Species lacking modified pahryngeal jaws show greater disparity than species with a specialized prey processing system for all traits, including (A) interspecific craniofacial shape (3.4-fold more disparity), (B) the movements of key skeletal structures that contribute to feeding kinematics (2.7-fold more disparity), (C) total craniofacial kinesis (4.7-fold more disparity), and (D) kinesis skew (2.9-fold more disparity). Select species exemplifying morphological and functional diversity in MPJ and non-MPJ fishes include (a) Caquetaia kraussii (Cichlid), (b) Crenicara punctulata (Cichlid), (c) Stegastes partitus (Damselfish), (d) Aulostomus chinensis (Trumpetfish), (e) Liopropoma eukrines (Painted Basslet), (f) Lepomis gulosus (North American Sunfish), (g) Cirrhitichthys oxycephalus (Hawkfish), (h) Centrogenys vaigiensis (False Scorpionfish), (i) Chaetodon kleinii (Butterflyfish), (j) Antennarius hispidus (Frogfish), (k) Epibulus insidiator (Wrasse), and (l) Terelabrus flavocephalus (Wrasse; all species depicted in Figure 1B).

Figure 4.

(A) Evolutionary correlation matrices reveal that MPJ (top triangle) and non-MPJ (bottom triangle) taxa have strong pairwise relationships between total craniofacial kinesis and all six motion components.

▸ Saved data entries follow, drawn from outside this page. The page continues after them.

use std::io::IsTerminal;

use anyhow::Result;
use tracing_subscriber::{fmt, prelude::*, EnvFilter};

/// Install the stderr subscriber. `RUST_LOG` wins over the verbosity flags.
pub fn init_logging(verbosity: u8, quiet: bool) -> Result<()> {
    let filter = EnvFilter::try_from_default_env()
        .or_else(|_| EnvFilter::try_new(default_filter(verbosity, quiet)))?;

    let fmt_layer = fmt::layer()
        .with_writer(std::io::stderr)
        .with_target(false)
        .with_ansi(std::io::stderr().is_terminal());

    tracing_subscriber::registry()
        .with(filter)
        .with(fmt_layer)
        .try_init()?;
    Ok(())
}

fn default_filter(verbosity: u8, quiet: bool) -> &'static str {
    if quiet {
        return "error";
    }
    match verbosity {
        0 => "jira_ado_check=info",
        1 => "jira_ado_check=debug",
        _ => "jira_ado_check=trace,reqwest=debug",
    }
}
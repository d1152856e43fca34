use chrono::{DateTime, NaiveDate, Utc};

/// Source of "now" for services, switchable to a fixed instant in tests.
#[derive(Debug, Clone, Copy, Default)]
pub enum Clock {
    #[default]
    System,
    Fixed(DateTime<Utc>),
}

impl Clock {
    /// Returns a clock fixed at the given timestamp.
    #[must_use]
    pub fn fixed(at: DateTime<Utc>) -> Self {
        Self::Fixed(at)
    }

    #[must_use]
    pub fn now(&self) -> DateTime<Utc> {
        match self {
            Clock::System => Utc::now(),
            Clock::Fixed(t) => *t,
        }
    }

    /// Calendar date (UTC) used to stamp run results.
    #[must_use]
    pub fn today(&self) -> NaiveDate {
        self.now().date_naive()
    }
}

/// Deterministic timestamp for tests and examples (2023-11-14T22:13:20Z).
pub const FIXED_TEST_TIMESTAMP: i64 = 1_700_000_000;

/// Returns a deterministic `DateTime<Utc>` for tests and doc examples.
///
/// # Panics
///
/// Panics if the fixed timestamp cannot be represented.
#[must_use]
pub fn fixed_now() -> DateTime<Utc> {
    DateTime::<Utc>::from_timestamp(FIXED_TEST_TIMESTAMP, 0)
        .expect("fixed timestamp should be valid")
}

/// Returns a `Clock` fixed at the deterministic test timestamp.
#[must_use]
pub fn fixed_clock() -> Clock {
    Clock::fixed(fixed_now())
}

#[cfg(test)]
mod tests {
    use super::*;

    #[test]
    fn fixed_clock_reports_its_date() {
        let clock = fixed_clock();
        assert_eq!(clock.now(), fixed_now());
        assert_eq!(clock.today(), NaiveDate::from_ymd_opt(2023, 11, 14).unwrap());
    }
}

Dashes indicate that pairwise relationships are not greater than those found between traits simulated under Brownian Motion. (B) A matrix depicting the difference in absolute values of pairwise correlations between MPJ and non-MPJ fishes reveals that species with a modified pharyngeal jaw show stronger coevolution of kinesis with premaxillary protrusion and lower jaw rotation. Circle size, color, and asterisks represent the difference in correlation strength, the group with the stronger correlation, and a significant difference between the two pairwise correlations (p ≤ 0.05), respectively.

Figure 5.

(A) Branch-specific estimates of the Brownian rate parameter for total craniofacial kinesis show 2.3-fold faster, state-dependent evolution in fish species with generic pharyngeal jaws compared to fishes with modified pharyngeal jaws. (B) Posterior estimates of the Brownian rate parameter in each group show minimal overlap, suggesting that the state-dependent rate of craniofacial kinesis evolution (total shape change along a motion trajectory between the closed mouth and maximum gape positions as depicted in non-MPJ species Plectropomus laevis) is significantly impacted by the state of the discrete trait—pharyngeal jaw configuration. We recover a 98.3% posterior probability of state-dependence, where 491,500 of 500,000 generations in our model return significantly different evolutionary rates of total craniofacial kinesis for the MPJ and non-MPJ groups.